そして、バトンは渡された
「そして、バトンは渡された」瀬尾まいこ
(2018年2月 文藝春秋)
あらすじ
幼い頃に母親を亡くし、父とも海外赴任を機に別れ、継母を選んだ優子。
その後も大人の都合に振り回され、高校生の今は二十歳しか離れていない“父”と暮らす。
血の繋がらない親の間をリレーされながらも、
出逢う家族皆に愛情をいっぱい注がれてきた彼女自身が伴侶を持つとき――。
大絶賛の2019年本屋大賞受賞作。
解説・上白石萌音
<勝手にこんな人にオススメ>
○家族ってなにかを考えたい人
○環境は考え方次第だと思う人
○心をほっと温めたい人
久々の感想更新です。
最近も本はちょこちょこと読み進めていたのですが、
おもったことを文にしようとまでする気力が生まれず…
そのようななかで、今回の「そして、バトンは渡された」。
個人的に非常に好きな話でした。
なんといっても主人公が良いんです。
何度も親が変わって大変なこともあっただろうけども、
「困ったことに私は不幸ではない」という言葉。
これって本質を捉えているなと思いました。
周りから見た大変そうとか普通そんなんじゃ心休まらないよねって言葉はひどく身勝手なもので、結局その人の気持ちなんてその人にしか分からない。
自分がどう思うかというのが大切で、主人公の優子は困るほどの不都合は無かった。
それでよいと思うんです。
だから僕は、この本のレビューを読む中で、
「薄っぺらい話し」だというのがあってとっても驚きました。
一読者たちが、こういう設定だったらもっとこういう葛藤を抱え込まないとダメだろというような圧力を登場人物に加えている気がしたんです。
でも、どう思うかってその人次第だし、そういうことを思う登場人物がいたってことでいいじゃないかと僕は思います。

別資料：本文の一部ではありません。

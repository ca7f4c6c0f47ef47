use async_trait::async_trait;

use crate::domain::models::{NewOrder, OrderView};

#[async_trait]
pub trait OrderStore: Send + Sync + 'static {
    async fn insert(&self, order: NewOrder) -> anyhow::Result<OrderView>;

    async fn get(&self, id: u64) -> anyhow::Result<Option<OrderView>>;

    /// All orders, lowest id first.
    async fn list(&self) -> anyhow::Result<Vec<OrderView>>;
}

ということを書きつつ、でも確かにあのシーンはもっとこの子ならこう考えそうだよなとか、そういうのを考えちゃうのが、読者の傲慢なところですね笑
でも、良いんです。この本の本質は、そのところどころの場面ではなく全体の流れにあるとおもうので。
親が子を思う気持ち、子が親を思う気持ち。
それは必ずしも血のつながりである必要はなくて、
お互いがどのように向き合っているか。
やっぱり男手一つで優子の父親になった森宮さんがたまらなく好きです。
「そう。自分の明日と、自分よりたくさんの可能性と未来を含んだ明日が、やってくるんだって。親になるって、未来が二倍以上になるってことだよって。明日が二つにできるなんて、すごいと思わない?」 p315
こういう気持ちを子に抱ける大人って素敵です。
誰かから受け取ったバトンを丁寧に、次に渡せる存在になりたいと思いました。
文庫版は解説で上白石萌音さんが書かれているのですが、
すごく言葉選びや構成が素敵でファンになりました。
萌音さんも小説書かないかなぁ…ひそかな楽しみです…。